Manmohan Singh (MMS): I’m also a Rajya Sabha MP!
Tendulkar: Oh! So, you were also nominated?
MMS: Well, yes.
Tendulkar: I was nominated for playing cricket, what about you?
MMS: Hmmm… I was the Finance Minister when India opened up the economy. You know – that thing called liberalisation, which helped India go global. Else no international brands would have come to India and you would have got no sponsorship deals.
Tendulkar: Oh, I thought I got those deals because I played good cricket and I was popular.

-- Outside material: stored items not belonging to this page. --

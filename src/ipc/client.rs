// Author: Dustin Pilgrim
// License: MIT

use tokio::{
    io::{AsyncReadExt, AsyncWriteExt},
    net::UnixStream,
    time::{timeout, Duration},
};

const CLIENT_TIMEOUT: Duration = Duration::from_secs(2);

pub async fn send_raw(cmd: &str) -> Result<String, String> {
    let path = crate::ipc::socket_path()?;

    if !path.exists() {
        return Err("daemon not running".to_string());
    }

    let mut stream = match timeout(CLIENT_TIMEOUT, UnixStream::connect(&path)).await {
        Ok(Ok(s)) => s,
        Ok(Err(e)) => return Err(format!("failed to connect to {}: {e}", path.display())),
        Err(_) => return Err("timeout connecting to daemon".to_string()),
    };

    timeout(CLIENT_TIMEOUT, stream.write_all(cmd.as_bytes()))
        .await
        .map_err(|_| "timeout writing to daemon".to_string())?
        .map_err(|e| format!("write failed: {e}"))?;

    timeout(CLIENT_TIMEOUT, stream.shutdown())
        .await
        .map_err(|_| "timeout finalizing request".to_string())?
        .map_err(|e| format!("shutdown failed: {e}"))?;

    // Sign-out can hold the daemon loop for its own timeout before a reply.
    let mut resp = Vec::new();
    timeout(Duration::from_secs(15), stream.read_to_end(&mut resp))
        .await
        .map_err(|_| "timeout reading response".to_string())?
        .map_err(|e| format!("read failed: {e}"))?;

    Ok(String::from_utf8_lossy(&resp).to_string())
}
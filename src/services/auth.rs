// Author: Dustin Pilgrim
// License: MIT

use futures::future::BoxFuture;

use crate::{sdebug, sinfo};

use super::{process::run_shell_command, ServiceError};

/// The authentication provider, as far as the watchdog is concerned.
pub trait AuthProvider: Send + Sync + 'static {
    fn sign_out(&self) -> BoxFuture<'_, Result<(), ServiceError>>;
}

/// Signs out by running a shell command (e.g. a `curl` against the logout
/// endpoint). Without a command the sign-out is only logged.
#[derive(Debug, Clone, Default)]
pub struct CommandAuthProvider {
    command: Option<String>,
}

impl CommandAuthProvider {
    pub fn new(command: Option<String>) -> Self {
        Self {
            command: command.filter(|c| !c.trim().is_empty()),
        }
    }
}

impl AuthProvider for CommandAuthProvider {
    fn sign_out(&self) -> BoxFuture<'_, Result<(), ServiceError>> {
        Box::pin(async move {
            match &self.command {
                Some(cmd) => {
                    sinfo!("Auth", "sign-out: {}", cmd);
                    run_shell_command(cmd).await
                }
                None => {
                    sdebug!("Auth", "sign-out: no command configured");
                    Ok(())
                }
            }
        })
    }
}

MMS: No! You got this Rajya Sabha nomination for playing well and being popular. Don’t confuse the two issues.
Tendulkar: Hmmm… frankly, I did have some doubts over correlation between playing well and earning after I saw Yusuf Pathan and Ravindra Jadeja earning so much in the IPL auctions.
MMS: I don’t know much about IPL, though Mamata Banerjee had sent me a mail asking me to tweet about Kolkata’s victory.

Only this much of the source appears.